#### [What to work on]
Go through the records and show each line where the word "PackagesArgs" occurs.

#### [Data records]
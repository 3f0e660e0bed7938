//! Default values for resource-overlay configuration.
//!
//! This module provides centralized default values used across the library
//! and the CLI, ensuring consistency and avoiding duplication.

use std::path::{Path, PathBuf};

/// Default name of a package file.
pub const DEFAULT_PACKAGE_FILENAME: &str = "resources.json";

/// Package file names accepted in a package directory, in lookup order.
pub const PACKAGE_FILENAMES: &[&str] = &[DEFAULT_PACKAGE_FILENAME, "resources.yaml", "resources.yml"];

/// Environment variable that sets the root package directory for the CLI.
pub const ROOT_DIR_ENV: &str = "RESOURCE_OVERLAY_ROOT";

/// Locate the package file inside a package directory.
///
/// Returns the first existing file from [`PACKAGE_FILENAMES`], or `None` if
/// the directory has no package file.
pub fn find_package_file(package_dir: &Path) -> Option<PathBuf> {
    PACKAGE_FILENAMES
        .iter()
        .map(|name| package_dir.join(name))
        .find(|path| path.is_file())
}

/// Package file path to use for a directory, existing or not.
///
/// Falls back to [`DEFAULT_PACKAGE_FILENAME`] when no package file exists.
pub fn package_file_path(package_dir: &Path) -> PathBuf {
    find_package_file(package_dir).unwrap_or_else(|| package_dir.join(DEFAULT_PACKAGE_FILENAME))
}
//! # Packages Command Implementation
//!
//! Lists the root package and every installed package with its install path
//! and the packages it overrides. With `--mappings`, each package's mappings
//! are listed too, with the state they ended up in after building.
//!
//! This command is a safe, read-only operation that does not modify any files.

use anyhow::Result;
use clap::Args;

use resource_overlay::config::BuildMode;
use resource_overlay::output::state_label;
use resource_overlay::package::Package;

use super::Context;

/// List installed packages and their mappings
#[derive(Args, Debug)]
pub struct PackagesArgs {
    /// List each package's mappings and their state
    #[arg(short, long)]
    pub mappings: bool,
}

/// Execute the `packages` command.
pub fn execute(args: PackagesArgs, context: &Context) -> Result<()> {
    let builder = super::build_repository(context, BuildMode::Tolerant)?;
    let packages = builder.packages();

    for package in packages.iter() {
        println!("{}", describe(package));

        if args.mappings {
            for mapping in package.mappings() {
                println!(
                    "  {} -> {} [{}]",
                    mapping.repository_path(),
                    mapping.reference_strings().join(", "),
                    state_label(&context.output, mapping.state())
                );
            }
        }
    }

    let override_order = packages.root().override_order();
    if !override_order.is_empty() {
        println!("override order: {}", override_order.join(" < "));
    }

    Ok(())
}

/// One-line summary of a package
fn describe(package: &Package) -> String {
    let mut line = format!("{} ({})", package.name(), package.install_path().display());
    if package.is_root() {
        line.push_str(" [root]");
    }

    let overridden: Vec<&str> = package
        .overridden_package_names()
        .iter()
        .map(String::as_str)
        .collect();
    if !overridden.is_empty() {
        line.push_str(&format!(" overrides {}", overridden.join(", ")));
    }
    line
}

#### [Exercise output]
pub struct PackagesArgs {
pub fn execute(args: PackagesArgs, context: &Context) -> Result<()> {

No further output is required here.